ここにも弾左衛門配下の長吏がいたとの記録があるが、現在では新しい家が立ち並んでいる。

この加納集会所(別名「パルレ」)は桶川市のみならず、埼玉県でいちばん最初にできた同和集会所で、建設されたのは1963年と記録されている。翌年に町谷の集会所が出来た。つまり国の同和事業の開始よりもかなり早い。桶川市では1956年に同和事業が始まっていたという。

『解放への飛翔 : 東日本における解放の父野本武一の生涯』に集会所内部の備品が掲載されている。当時は高価だったテレビがあった。

そして、これが現在の内部。さすがに、当時のままのはずはないので、一度建て替えられているだろう。

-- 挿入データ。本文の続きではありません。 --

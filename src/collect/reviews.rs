use chrono::{DateTime, NaiveDate};
use tracing::warn;

use crate::config::{pause, CollectOptions};
use crate::error::ProviderError;
use crate::model::RawReview;
use crate::provider::{DetailsRequest, PlacesApi, ReviewRecord};

const UNKNOWN_PLACE_NAME: &str = "Unknown";

/// Name and flattened reviews of one place.
#[derive(Debug, Clone, PartialEq)]
pub struct PlaceReviews {
    pub place_name: String,
    pub reviews: Vec<RawReview>,
}

/// Result of the detail request for a single place.
#[derive(Debug)]
pub enum ReviewOutcome {
    Fetched {
        place_id: String,
        reviews: PlaceReviews,
    },
    Failed {
        place_id: String,
        error: ProviderError,
    },
}

/// Reviews from every place that answered, plus the ids that did not.
#[derive(Debug, Clone, Default, PartialEq)]
pub struct ReviewBatch {
    pub reviews: Vec<RawReview>,
    pub failed: Vec<String>,
}

pub fn fetch_place_reviews<A>(
    api: &A,
    place_id: &str,
    language: &str,
) -> Result<PlaceReviews, ProviderError>
where
    A: PlacesApi + ?Sized,
{
    let detail = api.place_details(&DetailsRequest {
        place_id: place_id.to_string(),
        language: language.to_string(),
    })?;
    let place_name = detail
        .name
        .unwrap_or_else(|| UNKNOWN_PLACE_NAME.to_string());
    let reviews = detail
        .reviews
        .into_iter()
        .map(|r| to_raw_review(place_id, &place_name, r))
        .collect();
    Ok(PlaceReviews {
        place_name,
        reviews,
    })
}

/// One outcome per place, in request order. Sleeps after every request.
pub fn collect_review_outcomes<A, S>(
    api: &A,
    place_ids: &[S],
    options: &CollectOptions,
) -> Vec<ReviewOutcome>
where
    A: PlacesApi + ?Sized,
    S: AsRef<str>,
{
    place_ids
        .iter()
        .map(|id| {
            let place_id = id.as_ref().to_string();
            let outcome = match fetch_place_reviews(api, &place_id, &options.language) {
                Ok(reviews) => ReviewOutcome::Fetched { place_id, reviews },
                Err(error) => ReviewOutcome::Failed { place_id, error },
            };
            pause(options.limits.inter_review_delay);
            outcome
        })
        .collect()
}

/// Collect reviews for a batch of places. A failing place is logged and
/// skipped; it never stops the batch.
pub fn collect_reviews<A, S>(api: &A, place_ids: &[S], options: &CollectOptions) -> ReviewBatch
where
    A: PlacesApi + ?Sized,
    S: AsRef<str>,
{
    let mut batch = ReviewBatch::default();
    for outcome in collect_review_outcomes(api, place_ids, options) {
        match outcome {
            ReviewOutcome::Fetched { reviews, .. } => batch.reviews.extend(reviews.reviews),
            ReviewOutcome::Failed { place_id, error } => {
                warn!(place_id = %place_id, error = %error, "review fetch failed, skipping place");
                batch.failed.push(place_id);
            }
        }
    }
    batch
}

fn to_raw_review(place_id: &str, place_name: &str, record: ReviewRecord) -> RawReview {
    RawReview {
        place_id: place_id.to_string(),
        place_name: place_name.to_string(),
        author_id: record.author_url.as_deref().and_then(author_id_from_url),
        rating: record.rating,
        text: record.text,
        // a zero timestamp means the provider has no date
        review_date: record.time.filter(|t| *t != 0).and_then(epoch_to_date),
        relative_time_description: record.relative_time_description,
    }
}

/// Trailing `/` segment of an author profile URL.
pub fn author_id_from_url(url: &str) -> Option<String> {
    url.rsplit('/')
        .next()
        .filter(|segment| !segment.is_empty())
        .map(str::to_string)
}

/// UTC calendar date of an epoch-seconds timestamp.
pub fn epoch_to_date(secs: i64) -> Option<NaiveDate> {
    DateTime::from_timestamp(secs, 0).map(|dt| dt.date_naive())
}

ここも町谷の集会所と同じく、勝手に自動ドアが開いて中に入れた。


中には、これ見よがしに同和施設であることを強調する掲示物やパンフレットがある。
近隣の住民に聞いてみると、近くにあるけど集会所を使ったことはない。高齢の2人が管理しているようだという。

なお、これが集会所の利用方法。何やら面倒くさそうである。オープンなのは建物だけのようだ。

古村である「大加納」は集会所の南側である。集会所の周辺はほぼ新しい住民の家である。

大加納のあたりも、ほとんどは新しい家や事業所だが、その合間に大木という表札のある大きな家が点在している。それらが昔からの古村の家であろう。


昭和初期は農業をしていたとされる。農村が都市化した典型的な埼玉の古村である。


集会所の近くに馬頭観音を見つけた。「小高権左衛門」とある。しかし「下加納村」とあるので、大加納ではなく一般のものであろう。